Too much of any one of these can thwart growth or, even worse, prevent it from happening at all.
Recent precipitation, however, hasn’t completely dried up the flow of fresh vegetables to the MainStreet Farmers Market.
“The rain storms have been localized,” said MainStreet Director Richard Wagoner. “Wednesday when we had all that flooding, I hardly got any rain at all at my house.”
The market has still seen a steady supply of fresh tomatoes, squash, corn and peas, Wagoner said. The farmers that come to sell their wares at the market come from all over, Wagoner said, but some farmers have been hit worse than others. One farmer who has been hit especially hard is Bob Hunt, who raises heirloom tomatoes, squash, corn and peas – among other crops – from his farm right outside the Alexander City limits and his land in Kellyton.
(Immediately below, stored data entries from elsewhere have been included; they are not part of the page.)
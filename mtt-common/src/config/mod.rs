//! Configuration: settings file, environment overrides and source tracking.

pub mod env;
pub mod settings;
pub mod source;

pub use env::{EnvError, EnvParser};
pub use settings::{DEFAULT_SUITE_NAME, HarnessSettings, RemoteSettings, Timings};
pub use source::{ConfigSource, Sourced};
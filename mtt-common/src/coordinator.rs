//! Background producer task and its cooperative stop protocol.
//!
//! The producer task runs bounded rounds until it sees a stop request at a
//! round boundary, then acknowledges exactly once and exits. The coordinator
//! raises the request and waits for that acknowledgment; it never kills the
//! task. Only teardown aborts a task that outlives its grace period.

use std::sync::Arc;
use std::time::Duration;

use serde::Serialize;
use tokio::task::JoinHandle;
use tokio::time::Instant;
use tracing::{debug, info, warn};

use crate::config::Timings;
use crate::environment::{CaseEnv, TestEnvironment};
use crate::errors::{HarnessError, HarnessResult};
use crate::state::SharedTestState;
use crate::types::Entity;

/// Floor for poll and round pauses so a zero setting cannot spin.
const MIN_WAIT: Duration = Duration::from_millis(10);

/// What the producer loop did before it exited.
#[derive(Debug, Clone, Copy, Default, PartialEq, Eq, Serialize)]
pub struct ProducerSummary {
    /// Rounds that completed, successful or not.
    pub rounds: u32,
    pub failed_rounds: u32,
    /// Whether the loop exited through the stop acknowledgment.
    pub acknowledged: bool,
}

/// Handle to a running producer task.
#[derive(Debug)]
pub struct ProducerHandle {
    task: JoinHandle<ProducerSummary>,
    state: Arc<SharedTestState>,
}

impl ProducerHandle {
    /// True once the producer loop has returned.
    pub fn is_finished(&self) -> bool {
        self.task.is_finished()
    }

    /// Ask the task to stop and give it `grace` to finish; abort it otherwise.
    pub async fn shutdown(mut self, grace: Duration) -> Option<ProducerSummary> {
        self.state.request_stop();
        match tokio::time::timeout(grace, &mut self.task).await {
            Ok(Ok(summary)) => Some(summary),
            Ok(Err(e)) => {
                warn!(component = "ProducerCoordinator", error = %e, "Producer task ended abnormally");
                None
            }
            Err(_) => {
                warn!(
                    component = "ProducerCoordinator",
                    grace_secs = grace.as_secs(),
                    "Producer task did not stop in time, aborting"
                );
                self.task.abort();
                None
            }
        }
    }
}

#[derive(Debug, Clone)]
/// Runs the background producer and the stop/acknowledge handshake with it.
///
/// The stop request and the acknowledgment are flags on [`SharedTestState`];
/// the producer checks the request only between rounds, so a stop never cuts
/// a round short.
pub struct ProducerCoordinator {
    round_pause: Duration,
    observe_pause: Duration,
    poll_interval: Duration,
    ack_timeout: Option<Duration>,
}

impl ProducerCoordinator {
    /// Pauses come from `timings`, floored at [`MIN_WAIT`].
    pub fn new(timings: &Timings) -> Self {
        Self {
            round_pause: timings.producer_round_pause(),
            observe_pause: timings.stop_observe(),
            poll_interval: timings.ack_poll(),
            ack_timeout: timings.ack_timeout(),
        }
    }

    /// Spawn the producer loop for `entity`.
    ///
    /// Each round runs one batch through the environment, then pauses. A
    /// failed round is logged and counted, not fatal.
    pub fn start_producer<E: TestEnvironment>(
        &self,
        env: Arc<E>,
        case: Arc<CaseEnv>,
        entity: Entity,
        state: Arc<SharedTestState>,
    ) -> ProducerHandle {
        let round_pause = self.round_pause.max(MIN_WAIT);
        let task_state = Arc::clone(&state);

        let task = tokio::spawn(async move {
            let state = task_state;
            let mut summary = ProducerSummary::default();
            info!(
                component = "ProducerCoordinator",
                testcase = %case.name(),
                entity = %entity.id,
                "Producer task started"
            );

            while !state.stop_requested() {
                match env.run_producer_round(&case, &entity).await {
                    Ok(()) => summary.rounds += 1,
                    Err(e) => {
                        summary.failed_rounds += 1;
                        warn!(
                            component = "ProducerCoordinator",
                            entity = %entity.id,
                            error = %e,
                            "Producer round failed"
                        );
                    }
                }
                if state.stop_requested_within(round_pause).await {
                    break;
                }
            }

            // All writes have ceased once the loop exits.
            summary.acknowledged = state.acknowledge_stop();
            info!(
                component = "ProducerCoordinator",
                rounds = summary.rounds,
                failed_rounds = summary.failed_rounds,
                "Producer task stopped"
            );
            summary
        });

        ProducerHandle { task, state }
    }

    /// Request a stop and block until the producer acknowledges it.
    ///
    /// Without an acknowledgment timeout this waits indefinitely.
    pub async fn stop_producer_and_await(&self, state: &SharedTestState) -> HarnessResult<()> {
        state.request_stop();
        info!(component = "ProducerCoordinator", "Requested producer stop");
        tokio::time::sleep(self.observe_pause).await;

        let poll = self.poll_interval.max(MIN_WAIT);
        let started = Instant::now();
        loop {
            if state.acknowledged_within(poll).await {
                break;
            }
            let waited = started.elapsed();
            debug!(
                component = "ProducerCoordinator",
                waited_secs = waited.as_secs(),
                "Waiting for producer to acknowledge stop"
            );
            if let Some(limit) = self.ack_timeout
                && waited >= limit
            {
                return Err(HarnessError::AckTimeout(limit));
            }
        }

        info!(component = "ProducerCoordinator", "Producer acknowledged stop");
        tokio::time::sleep(self.observe_pause).await;
        Ok(())
    }
}
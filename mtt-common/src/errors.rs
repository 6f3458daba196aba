//! Error types for the orchestration engine and its collaborators.

use std::path::PathBuf;
use std::time::Duration;

use crate::types::{EntityId, Role};

/// Error type for harness operations.
#[derive(Debug, thiserror::Error)]
pub enum HarnessError {
    /// A test case could not be prepared: bad settings, files or topology.
    #[error("Setup failed: {0}")]
    SetupFailed(String),

    /// Launching an entity failed or produced no process handle.
    #[error("Failed to start {entity} ({role}) on {host}: {reason}")]
    StartFailed {
        entity: EntityId,
        role: Role,
        host: String,
        reason: String,
    },

    /// Stopping a running entity failed.
    #[error("Failed to stop {entity}: {reason}")]
    StopFailed { entity: EntityId, reason: String },

    /// An ssh, scp or local shell command exited non-zero or could not spawn.
    #[error("Remote command on {host} failed: {reason}")]
    RemoteCommand { host: String, reason: String },

    /// A remote command exceeded the configured command timeout.
    #[error("Remote command on {host} timed out after {timeout:?}")]
    RemoteTimeout { host: String, timeout: Duration },

    /// The topology has no entity of a role the phase needs.
    #[error("No {0} entity registered for this test case")]
    NoEntityForRole(Role),

    /// An entity id absent from the registry.
    #[error("Entity not registered: {0}")]
    UnknownEntity(EntityId),

    /// Registering an entity id twice within one test case.
    #[error("Duplicate entity id: {0}")]
    DuplicateEntity(EntityId),

    /// The entity has no process handle, so it cannot be stopped or bounced.
    #[error("Entity {0} is not running")]
    EntityNotRunning(EntityId),

    /// A `testcase_args` value that does not parse.
    #[error("Invalid test case argument {name}: {value}")]
    InvalidArgument { name: String, value: String },

    /// A required `testcase_args` key is absent.
    #[error("Missing test case argument: {0}")]
    MissingArgument(String),

    #[error("Failed to read {path}: {source}")]
    ReadFile {
        path: PathBuf,
        #[source]
        source: std::io::Error,
    },

    #[error("Failed to parse {path}: {source}")]
    ParseJson {
        path: PathBuf,
        #[source]
        source: serde_json::Error,
    },

    /// A property file line with no `=` or `:` separator.
    #[error("Invalid property line {line} in {path}")]
    InvalidProperty { path: PathBuf, line: usize },

    /// The optional acknowledgment timeout elapsed.
    ///
    /// Only raised when a timeout is configured; the default waits forever.
    #[error("Producer did not acknowledge stop within {0:?}")]
    AckTimeout(Duration),

    /// Error raised inside a case phase, tagged with that phase.
    #[error("Phase {phase} failed: {source}")]
    Phase {
        phase: crate::orchestrator::CasePhase,
        #[source]
        source: Box<HarnessError>,
    },

    /// Ctrl-C arrived while the named test case was running.
    #[error("Interrupted while running {0}")]
    Interrupted(String),

    /// Local filesystem or process error.
    #[error("IO error: {0}")]
    Io(#[from] std::io::Error),

    #[error("JSON error: {0}")]
    Json(#[from] serde_json::Error),
}

impl HarnessError {
    /// Phase in which this error surfaced, if it was raised by a case phase.
    pub fn phase(&self) -> Option<crate::orchestrator::CasePhase> {
        match self {
            Self::Phase { phase, .. } => Some(*phase),
            _ => None,
        }
    }

    /// Full cause chain rendered on one line, for logs and reports.
    pub fn chain(&self) -> String {
        let mut rendered = self.to_string();
        let mut source = std::error::Error::source(self);
        while let Some(cause) = source {
            let text = cause.to_string();
            if !rendered.contains(&text) {
                rendered.push_str(": ");
                rendered.push_str(&text);
            }
            source = cause.source();
        }
        rendered
    }
}

/// Result type for harness operations.
pub type HarnessResult<T> = Result<T, HarnessError>;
The story can be summed up with the rain gauges in his backyard – since July 1, he has already recorded 13 inches of rain.
“It is averaging more than an inch a day,” Hunt said. “I am throwing away as many tomatoes as I am keeping for market. They are either rotting on the vine or splitting open because they have too much water.”
Hunt said his heirloom bell peppers aren’t producing nearly what they should, and what was left of the squash was wiped out by the last two rainstorms.
As for his corn, it has been hit or miss. His corn in his backyard fields has been too inundated with rain to flourish, but his corn crop in Kellyton is a bit of a mixed picture.
“My sweet corn isn’t doing that well, but the field corn is doing fine,” Hunt said, adding that sweet corn tends to be less sturdy than field corn.
Even if it were to dry out now, it is almost too late for another harvest of tomatoes, Hunt said.
“I have a few more heirlooms I might set out,” Hunt said. “But it is too late to start from seed. An heirloom tomato from seed is an 85-90 day growing period. All it would take is one early frost and that would be it.”
The farmers market is set to remain open until late October, though Wagoner said some farmers are fearing the recent precipitation problem may soon reverse.
“Everyone is worried it might just quit raining all of a sudden and dry out,” Wagoner said.
Hunt compared the problem to a popular children’s tale.
“It is like the story of the three bears – ‘this one is too hot, this one is too cold and this one is just right,’” Hunt said.
Though it might not be the story for every local farmer, at the Hunt farm, this year’s rain has yet to be just right.